Судьба Ермолова при таком повороте событий сложилась иначе. После решения Павла по докладу Лопухина начался классический бюрократический процесс по вполне элементарному поводу — доставки Ермолова в Петербург.
Создается впечатление, что Лопухин стремился как можно скорее вырвать Ермолова из цепких рук Линденера, не допустив глубокого исследования связей подполковника с Каховским и «канальским цехом» вообще.
Дальнейшие события это предположение подтверждают.
Ермолов в воспоминаниях рассказывает: «В Петербурге привезли меня прямо в дом генерал-губернатора Петра Васильевича Лопухина (Лопухин был генерал-прокурором. — Я. Г.). Долго расспрашиваемый в его канцелярии фельдъегерь получил приказание отвезти меня к начальнику тайной канцелярии. Оттуда препроводили меня в С.-Петербургскую крепость и в Алексеевском равелине посадили в каземат. В продолжение двухмесячного там пребывания один раз требован я был генерал-прокурором; взяты от меня объяснения начальником тайной экспедиции, в котором неожиданно встретил я г. Макарова, благороднейшего и великодушного человека, который, служа при графе Самойлове, знал меня в моей юности, и, наконец, его адъютантом».
Все замыкается на том же круге лиц. Вряд ли случайно Лопухин с такой настойчивостью требовал Ермолова в столицу, где начальником Тайной канцелярии был человек, близкий к графу Самойлову.

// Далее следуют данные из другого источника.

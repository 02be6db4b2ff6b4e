//! Pluggable middleware chain applied to inbound and outbound messages.

use std::fmt::{self, Debug, Formatter};
use std::sync::Arc;

use async_trait::async_trait;

use crate::jsonrpc::{Error, Message};

/// The direction a message is travelling relative to the local session.
#[derive(Clone, Copy, Debug, Eq, PartialEq)]
pub enum Direction {
    /// A message arriving from the peer.
    Inbound,
    /// A message about to be sent to the peer.
    Outbound,
}

/// The JSON-RPC message class, mirroring [`Message`]'s variants without borrowing from them.
#[derive(Clone, Copy, Debug, Eq, PartialEq)]
pub enum MessageType {
    /// A request expecting a response.
    Request,
    /// A response to a previously issued request.
    Response,
    /// A notification.
    Notification,
}

/// Arbitrary side-channel data middleware can use to pass information to later stages, e.g. timing
/// or tracing spans. Stored as loosely typed JSON for simplicity, matching the rest of this
/// crate's preference for `serde_json::Value` at component boundaries it doesn't otherwise own.
pub type Metadata = serde_json::Map<String, serde_json::Value>;

/// The context passed through one middleware invocation.
pub struct Context {
    /// Which way the message is travelling.
    pub direction: Direction,
    /// The message's JSON-RPC class.
    pub message_type: MessageType,
    /// The method name, if this message carries one (requests and notifications; `None` for
    /// responses).
    pub method: Option<String>,
    /// The message itself. Middleware may replace it in place via [`Context::message`].
    pub message: Message,
    /// Side-channel data threaded through the chain.
    pub metadata: Metadata,
    /// A label identifying which transport this message travelled or will travel over, useful for
    /// sessions multiplexing several peers (e.g. a shared-worker hub).
    pub transport: String,
}

impl Context {
    fn request_id(&self) -> Option<&crate::jsonrpc::Id> {
        match &self.message {
            Message::Request(r) => r.id(),
            Message::Response(r) => Some(r.id()),
            Message::Invalid { .. } => None,
        }
    }

    /// Builds a context wrapping `message`, inferring its [`MessageType`] and method name.
    ///
    /// Returns `message` back unwrapped for [`Message::Invalid`], which carries no method and is
    /// not meaningful to run through a method/type-scoped middleware chain; callers should handle
    /// that case separately instead of running it through the chain.
    pub fn new(direction: Direction, message: Message, transport: impl Into<String>) -> Result<Self, Message> {
        let (message_type, method) = match &message {
            Message::Request(r) if r.id().is_some() => (MessageType::Request, Some(r.method().to_string())),
            Message::Request(r) => (MessageType::Notification, Some(r.method().to_string())),
            Message::Response(_) => (MessageType::Response, None),
            Message::Invalid { .. } => return Err(message),
        };

        Ok(Context {
            direction,
            message_type,
            method,
            message,
            metadata: Metadata::new(),
            transport: transport.into(),
        })
    }
}

/// The remainder of the middleware chain, invoked by a middleware to continue processing.
pub struct Next<'a> {
    chain: &'a [Arc<dyn Middleware>],
}

impl<'a> Next<'a> {
    /// Invokes the next middleware in the chain, or returns the context unchanged if this was the
    /// last one.
    pub async fn run(self, ctx: Context) -> Result<Context, Error> {
        match self.chain.split_first() {
            Some((head, rest)) => head.handle(ctx, Next { chain: rest }).await,
            None => Ok(ctx),
        }
    }
}

/// One stage in the middleware pipeline.
///
/// Grounded on `tower::Layer`/`tower::Service` composition, the teacher's mechanism for wrapping
/// request handling (see `service.rs`'s `LspService` builder chaining `.layer(...)` calls); that
/// composition is compile-time and per-service-type, whereas this crate needs a runtime list the
/// caller can grow after construction, so it is expressed as a boxed trait object chain instead of
/// stacked generic `Layer`s, the way `async-trait` lets this crate express run-time polymorphic
/// async interfaces elsewhere (`RequestHandler`, `NotificationHandler`).
#[async_trait]
pub trait Middleware: Send + Sync {
    /// Processes `ctx`, then calls `next.run(ctx)` to continue the chain, or returns early to
    /// short-circuit it.
    async fn handle(&self, ctx: Context, next: Next<'_>) -> Result<Context, Error>;
}

/// An ordered chain of middleware, optionally scoped to a subset of messages.
///
/// Cheaply cloneable: every entry only holds an `Arc<dyn Middleware>` and a `Filter`, so a session
/// can snapshot the chain out of a lock before running it without holding that lock across an
/// `await`.
#[derive(Clone, Default)]
pub struct Chain {
    entries: Vec<Entry>,
}

#[derive(Clone)]
struct Entry {
    middleware: Arc<dyn Middleware>,
    filter: Filter,
}

/// Restricts a middleware entry to a subset of directions, message types, or methods. `None` in any
/// field means "no restriction on this axis".
#[derive(Clone, Default)]
pub struct Filter {
    /// Restrict to this direction, if set.
    pub direction: Option<Direction>,
    /// Restrict to this message type, if set.
    pub message_type: Option<MessageType>,
    /// Restrict to messages whose method matches exactly, if set.
    pub method: Option<String>,
}

impl Filter {
    fn matches(&self, ctx: &Context) -> bool {
        if let Some(direction) = self.direction {
            if direction != ctx.direction {
                return false;
            }
        }
        if let Some(message_type) = self.message_type {
            if message_type != ctx.message_type {
                return false;
            }
        }
        if let Some(method) = &self.method {
            if ctx.method.as_deref() != Some(method.as_str()) {
                return false;
            }
        }
        true
    }
}

impl Chain {
    /// Creates an empty chain.
    pub fn new() -> Self {
        Chain::default()
    }

    /// Appends a middleware that runs unconditionally on every message.
    pub fn push(&mut self, middleware: Arc<dyn Middleware>) {
        self.push_filtered(middleware, Filter::default());
    }

    /// Appends a middleware scoped to messages matching `filter`.
    pub fn push_filtered(&mut self, middleware: Arc<dyn Middleware>, filter: Filter) {
        self.entries.push(Entry { middleware, filter });
    }

    /// Runs `ctx` through every middleware whose filter matches it, in registration order.
    ///
    /// The request id (for requests and responses) must be unchanged between the context passed in
    /// and the context returned. A middleware that mutates it is a programming error, and the
    /// pipeline fails with an internal error rather than forwarding the tampered context.
    pub async fn run(&self, ctx: Context) -> Result<Context, Error> {
        let applicable: Vec<Arc<dyn Middleware>> = self
            .entries
            .iter()
            .filter(|e| e.filter.matches(&ctx))
            .map(|e| e.middleware.clone())
            .collect();

        let original_id = ctx.request_id().cloned();
        let next = Next { chain: &applicable };
        let result = next.run(ctx).await;

        match result {
            Ok(ctx) if ctx.request_id().cloned() != original_id => {
                Err(Error::internal_error_with_message(
                    "middleware changed a message's request id",
                ))
            }
            other => other,
        }
    }
}

impl Debug for Chain {
    fn fmt(&self, f: &mut Formatter) -> fmt::Result {
        f.debug_struct("Chain").field("len", &self.entries.len()).finish()
    }
}

#[cfg(test)]
mod tests {
    use async_trait::async_trait;
    use serde_json::json;

    use super::*;
    use crate::jsonrpc::{Id, Request};

    struct Recorder(std::sync::Arc<std::sync::Mutex<Vec<&'static str>>>, &'static str);

    #[async_trait]
    impl Middleware for Recorder {
        async fn handle(&self, ctx: Context, next: Next<'_>) -> Result<Context, Error> {
            self.0.lock().unwrap().push(self.1);
            next.run(ctx).await
        }
    }

    struct ShortCircuit;

    #[async_trait]
    impl Middleware for ShortCircuit {
        async fn handle(&self, ctx: Context, _next: Next<'_>) -> Result<Context, Error> {
            Ok(ctx)
        }
    }

    fn request_ctx(method: &str) -> Context {
        Context {
            direction: Direction::Inbound,
            message_type: MessageType::Request,
            method: Some(method.to_string()),
            message: Message::Request(Request::from_method(method, Id::Number(1), Some(json!({})))),
            metadata: Metadata::new(),
            transport: "test".into(),
        }
    }

    #[tokio::test(flavor = "current_thread")]
    async fn runs_middleware_in_registration_order() {
        let log = std::sync::Arc::new(std::sync::Mutex::new(Vec::new()));
        let mut chain = Chain::new();
        chain.push(Arc::new(Recorder(log.clone(), "first")));
        chain.push(Arc::new(Recorder(log.clone(), "second")));

        chain.run(request_ctx("foo")).await.unwrap();
        assert_eq!(*log.lock().unwrap(), vec!["first", "second"]);
    }

    #[tokio::test(flavor = "current_thread")]
    async fn short_circuit_skips_remaining_middleware() {
        let log = std::sync::Arc::new(std::sync::Mutex::new(Vec::new()));
        let mut chain = Chain::new();
        chain.push(Arc::new(ShortCircuit));
        chain.push(Arc::new(Recorder(log.clone(), "never")));

        chain.run(request_ctx("foo")).await.unwrap();
        assert!(log.lock().unwrap().is_empty());
    }

    #[tokio::test(flavor = "current_thread")]
    async fn method_filter_skips_non_matching_messages() {
        let log = std::sync::Arc::new(std::sync::Mutex::new(Vec::new()));
        let mut chain = Chain::new();
        chain.push_filtered(
            Arc::new(Recorder(log.clone(), "hover-only")),
            Filter {
                method: Some("textDocument/hover".into()),
                ..Default::default()
            },
        );

        chain.run(request_ctx("textDocument/definition")).await.unwrap();
        assert!(log.lock().unwrap().is_empty());

        chain.run(request_ctx("textDocument/hover")).await.unwrap();
        assert_eq!(*log.lock().unwrap(), vec!["hover-only"]);
    }

    struct IdMutator;

    #[async_trait]
    impl Middleware for IdMutator {
        async fn handle(&self, mut ctx: Context, next: Next<'_>) -> Result<Context, Error> {
            if let Message::Request(req) = &mut ctx.message {
                *req = Request::from_method(
                    req.method().to_string(),
                    Id::Number(999),
                    req.params().cloned(),
                );
            }
            next.run(ctx).await
        }
    }

    #[tokio::test(flavor = "current_thread")]
    async fn mutating_the_request_id_fails_the_pipeline() {
        let mut chain = Chain::new();
        chain.push(Arc::new(IdMutator));

        let err = chain.run(request_ctx("foo")).await.unwrap_err();
        assert_eq!(err.code, crate::jsonrpc::ErrorCode::InternalError);
    }

    #[tokio::test(flavor = "current_thread")]
    async fn direction_filter_restricts_to_one_direction() {
        let log = std::sync::Arc::new(std::sync::Mutex::new(Vec::new()));
        let mut chain = Chain::new();
        chain.push_filtered(
            Arc::new(Recorder(log.clone(), "outbound-only")),
            Filter {
                direction: Some(Direction::Outbound),
                ..Default::default()
            },
        );

        chain.run(request_ctx("foo")).await.unwrap();
        assert!(log.lock().unwrap().is_empty());
    }
}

«Ему (Макарову. — Я. Г.) известно было о дарованном мне прощении, о взятии же меня в другой раз он только что узнал, что по приказанию государя отправлен был дежурный во дворце фельдъегерь и причина отсутствия его покрыта тайною».
Неосведомленность Макарова, непосредственно подчиненного Лопухину, сомнительна. «Дорогобужское дело» было громким. Финальное расследование производилось именно в Тайной канцелярии под надзором генерал-прокурора, и калужское продолжение дела, столь близко известное Лопухину, вряд ли прошло мимо Макарова.
«Объяснения мои изложил я на бумаге; их поправил Макаров, конечно не прельщенный слогом моим, которого не смягчало чувство правоты, несправедливого преследования и заточения в каземате. Я переписал их и возвратился в прежнее место».
Здесь опять-таки сработал уже упомянутый синдром неверия в сохранность и обнародование документов. Далее Алексей Петрович со свойственной ему выразительностью рисует мрачную картину своего пребывания в каземате: «Из убийственной тюрьмы я с радостью готов был в Сибирь. В равелине ничего не происходит подобного описываемым ужасом инквизиции, но, конечно, многое заимствовано из сего благодетельного и человеколюбивого установления. Спокойствие ограждается могильною тишиною, совершенным безмолвием двух недремлющих сторожей, почти неразлучных. Охранение здоровья заключается в постоянной заботливости не обременять желудка ни лакомством пищи, ни излишним его количеством. Жилища освещаются неугасимою сальною свечою, опущенною в жестяную с водою трубкою. Различный бой барабана при утренней и вечерней заре служит исчислением времени; но когда бывает он недовольно внятным, поверка производится в коридоре, который освещен дневным светом и солнцем, не знакомыми в преисподней».
Это, безусловно, было написано человеком, побывавшим в равелине и прочувствовавшим убийственные подробности существования узника. Выдумать все это или описать с чужих слов — невозможно.
Непосредственность и силу впечатления от пребывания Алексея Петровича в каземате подтверждает и позднейший рассказ его Денису Давыдову: «Ермолова повезли на время в Петропавловскую крепость, где заперли в каземат, находящийся под водою в Алексеевском равелине. Комната, в которую он был заключен под именем преступника № 9, имела шесть шагов в поперечнике и печку, издававшую сильный смрад во время топки; комната эта освещалась одним сальным огарком, которого треск, вследствие большой сырости, громко раздавался, и стены ее от действия сильных морозов были покрыты плесенью. Наблюдение за заключенным было поручено Сенатского полка штабс-капитану Иглину и двум часовым, неотлучно находившимся в комнате».
Приведенные подробности делают рассказ абсолютно правдоподобным. Вопрос только в том — сколько же времени он там пробыл.
Когда речь идет о корректировке Ермоловым реальных событий, выстраивании того, что называется автобиографическим мифом, не надо воспринимать это как обвинение в преднамеренном обмане потомков и современников. Надо учитывать отношение к жанру мемуаров у людей того типа, к которому принадлежал Ермолов. С подобным явлением мы, например, часто встречаемся в мемуарах декабристов.